Nature Medicine Commentary Outlines Global Collaboration in Reimagining Patient-Centric Cancer Clinical Trials

Robert Daly and Bob Li

Robert Daly and Bob Li

A commentary by members of Memorial Sloan Kettering Cancer Center’s (MSK) Bobst International Center along with members of the Bloomberg New Economy International Cancer Coalition (the “Coalition”) calls for global collaboration to reimagine patient-centric cancer clinical trials. The piece was published in the April 19, 2022, “The Future of Cancer Research” special Focus edition of the journal Nature Medicine.

The COVID-19 pandemic upended the infrastructure and delivery of oncology treatment and clinical trials worldwide, illustrating the need for international cooperation to continue delivering breakthrough therapies. The commentary outlines the importance of harnessing technologies such as telemedicine, enhanced diagnostic capabilities, and remote monitoring to improve cancer clinical trials in the future.

The pandemic also revealed how technology and global collaboration can broaden access to cancer clinical trials. Despite the crucial purpose clinical trials serve in translating science to care, only 2% to 8% of cancer patients are enrolled in clinical trials globally. During the pandemic, government regulators, medical centers, and clinical trial sponsors implemented unprecedented flexibilities in clinical trial conduct. This provided new opportunities to optimize the patient experience to improve access, alleviate patient burden, and increase the diversity of participants, including those in remote and disadvantaged communities.

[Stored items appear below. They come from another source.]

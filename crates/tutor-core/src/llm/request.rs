//! Turns conversation state into a provider-neutral completion request.
//!
//! Pure: no IO, no mutation. History is text only; images are sent just once,
//! with the turn that attached them.

use tutor_types::chat::ConversationLog;
use tutor_types::image::{ImageAttachment, ImageError};
use tutor_types::llm::{CompletionRequest, ContentPart, HistoryEntry};

/// Stand-in for prior turns with no text. The wire protocol rejects empty
/// text parts.
pub const EMPTY_TURN_PLACEHOLDER: &str = "(an image or file was sent)";

/// Text sent alongside an image when the user typed nothing.
pub const DEFAULT_IMAGE_PROMPT: &str = "explain this image";

#[derive(Debug, Clone, PartialEq, Eq, thiserror::Error)]
pub enum RequestError {
    #[error("nothing to send: no text and no image")]
    EmptyTurn,

    #[error("attached image cannot be sent: {0}")]
    InvalidImage(#[from] ImageError),
}

/// Everything that stays the same between tiers.
#[derive(Debug, Clone, Copy)]
pub struct RequestParams<'a> {
    pub model: &'a str,
    pub system_instruction: &'a str,
    pub temperature: f64,
}

/// Rewrite prior turns as text-only history entries.
pub fn build_history(log: &ConversationLog) -> Vec<HistoryEntry> {
    log.iter()
        .map(|turn| {
            let text = if turn.text().trim().is_empty() {
                EMPTY_TURN_PLACEHOLDER.to_string()
            } else {
                turn.text().to_string()
            };
            HistoryEntry {
                role: turn.role(),
                content: vec![ContentPart::Text(text)],
            }
        })
        .collect()
}

/// Content parts for the turn being sent: image first, then text.
pub fn build_content(
    text: &str,
    image: Option<&ImageAttachment>,
) -> Result<Vec<ContentPart>, RequestError> {
    match image {
        Some(image) => {
            let data = image.decode()?;
            let text = if text.is_empty() {
                DEFAULT_IMAGE_PROMPT
            } else {
                text
            };
            Ok(vec![
                ContentPart::InlineData {
                    mime_type: image.mime_type().to_string(),
                    data,
                },
                ContentPart::text(text),
            ])
        }
        None if text.trim().is_empty() => Err(RequestError::EmptyTurn),
        None => Ok(vec![ContentPart::text(text)]),
    }
}

/// Build the full request. `prior` must not yet contain the pending turn.
pub fn build_request(
    params: RequestParams<'_>,
    prior: &ConversationLog,
    text: &str,
    image: Option<&ImageAttachment>,
) -> Result<CompletionRequest, RequestError> {
    let content = build_content(text, image)?;
    Ok(CompletionRequest {
        model: params.model.to_string(),
        system_instruction: params.system_instruction.to_string(),
        temperature: params.temperature,
        history: build_history(prior),
        content,
    })
}

#[cfg(test)]
mod tests {
    use super::*;
    use tutor_types::chat::{Role, Turn};
    use tutor_types::llm::Tier;

    fn params() -> RequestParams<'static> {
        RequestParams {
            model: "primary",
            system_instruction: "You are a tutor.",
            temperature: 0.4,
        }
    }

    fn png() -> ImageAttachment {
        ImageAttachment::from_bytes("image/png", b"\x89PNG").unwrap()
    }

    #[test]
    fn test_history_replaces_blank_text() {
        let log = ConversationLog::from(vec![
            Turn::user("", Some(png())),
            Turn::model("a diagram", None),
            Turn::user("   ", None),
            Turn::model("ok", Some(Tier::Fallback)),
        ]);
        let history = build_history(&log);

        assert_eq!(history.len(), 4);
        assert_eq!(history[0].role, Role::User);
        assert_eq!(history[0].content, vec![ContentPart::text(EMPTY_TURN_PLACEHOLDER)]);
        assert_eq!(history[1].content, vec![ContentPart::text("a diagram")]);
        assert_eq!(history[2].content, vec![ContentPart::text(EMPTY_TURN_PLACEHOLDER)]);
        assert_eq!(history[3].role, Role::Model);
    }

    #[test]
    fn test_history_never_carries_images() {
        let log = ConversationLog::from(vec![Turn::user("look", Some(png()))]);
        let history = build_history(&log);
        assert!(history[0]
            .content
            .iter()
            .all(|p| matches!(p, ContentPart::Text(_))));
    }

    #[test]
    fn test_image_only_uses_default_prompt() {
        let content = build_content("", Some(&png())).unwrap();
        assert_eq!(content.len(), 2);
        assert_eq!(
            content[0],
            ContentPart::InlineData {
                mime_type: "image/png".to_string(),
                data: b"\x89PNG".to_vec(),
            }
        );
        assert_eq!(content[1], ContentPart::text(DEFAULT_IMAGE_PROMPT));
    }

    #[test]
    fn test_image_with_text_keeps_text() {
        let content = build_content("which option?", Some(&png())).unwrap();
        assert!(matches!(content[0], ContentPart::InlineData { .. }));
        assert_eq!(content[1].as_text(), Some("which option?"));
    }

    #[test]
    fn test_text_only() {
        let content = build_content("2+3?", None).unwrap();
        assert_eq!(content, vec![ContentPart::text("2+3?")]);
    }

    #[test]
    fn test_empty_turn_rejected() {
        assert_eq!(build_content("", None), Err(RequestError::EmptyTurn));
        assert_eq!(build_content("  \n", None), Err(RequestError::EmptyTurn));
    }

    #[test]
    fn test_bad_base64_rejected() {
        let broken = ImageAttachment::from_data_uri("data:image/png;base64,!!!!").unwrap();
        let err = build_content("hi", Some(&broken)).unwrap_err();
        assert!(matches!(err, RequestError::InvalidImage(_)));
    }

    #[test]
    fn test_build_request_carries_params() {
        let prior = ConversationLog::from(vec![Turn::user("hi", None), Turn::model("hello", None)]);
        let request = build_request(params(), &prior, "2+3?", None).unwrap();

        assert_eq!(request.model, "primary");
        assert_eq!(request.system_instruction, "You are a tutor.");
        assert!((request.temperature - 0.4).abs() < f64::EPSILON);
        assert_eq!(request.history.len(), 2);
        assert_eq!(request.content, vec![ContentPart::text("2+3?")]);
    }
}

“In this commentary, we explore ways to achieve better access to clinical trials and regulatory harmonization that will accelerate the development of novel cancer treatments, screening, and prevention,” said Bob T. Li, MD, PhD, MPH, medical oncologist and Physician Ambassador to China and Asia-Pacific at MSK, and lead author on the new Nature Medicine piece. “Such a multi-stakeholder effort requires new imagination of patient-centric trials and brings an unprecedented opportunity for a post-pandemic era of international collaboration to accelerate the eradication of cancer.”

The commentary recommends three main action areas to move forward a new model of cancer care:

  • Patient identification and enrollment: leveraging hub and spoke networks — Many clinical trials are limited to academic medical centers. In the United States, 74% of cancer patients receive treatment in their communities, and a recent study found that no trials were offered in 36% of physician-owned practices. For many patients, their local oncologists must advise and refer them to clinical trials conducted at other institutions, creating an extensive barrier to access. In the commentary, authors suggest that information technology tools should be part of the solution, including building an interactive international database for patients. Once patients are matched to trials, enrollment could be managed by a hub-and-spoke network where academic or large community cancer centers serve as a hub for distributed clinical research sites or the patients’ homes in the wider community.
  • Treatment and monitoring: enhancing remote and hybrid models — Participation in oncology clinical trials often requires inconvenient and lengthy appointments and costly procedures such as imaging, biopsies, and on-protocol treatment, which all create obstacles for patients who lack the time and means necessary to participate. Leveraging telemedicine technology for remote consent, toxicity monitoring and follow-up, local laboratory and imaging studies, and remote shipment of oral medicines to patients’ homes could result in greater access to clinical trials.
  • Regulatory harmonization: lowering barriers to patient-centric care across the globe — In the commentary, the authors argue that the lack of harmonization among international regulatory policies is the most consequential barrier in worldwide efforts to develop novel strategies for cancer treatment and prevention. Currently, there is no international diagnostics standard for cancer molecular profiling. Regulatory restrictions on international cancer genetics data sharing may also prevent translational science discoveries and impede early-phase novel drug development. And there is a lack of legal and regulatory policy to guide telemedicine and remote monitoring both in the U.S. and internationally. Several current examples demonstrate the potential benefits of international collaboration and regulatory harmonization, including Project Orbis, the International Council for Harmonisation of Technical Requirements for Pharmaceuticals for Human Use, and the European Union Clinical Trials Regulation.

“By leveraging technology and collaboration, we see a future where the patient’s needs are prioritized at all stages of cancer clinical trials,” said Robert Daly, MD, MBA, MSK medical oncologist and the piece’s co-first author.

The Coalition brings together academia, industry, government, patient advocacy, and policy think tanks to leverage technology and collaboration to improve patient access to clinical trials and to harmonize regulations aiming to accelerate cancer cures and prevention worldwide in the post-pandemic era. It comprises leaders from academic medical centers, government regulatory agencies, the pharmaceutical and biotechnology industry, contract research organizations, patient advocacy groups, and policy think tanks. Founding members of the Coalition include MSK, Asia Society, and McKinsey Cancer Center.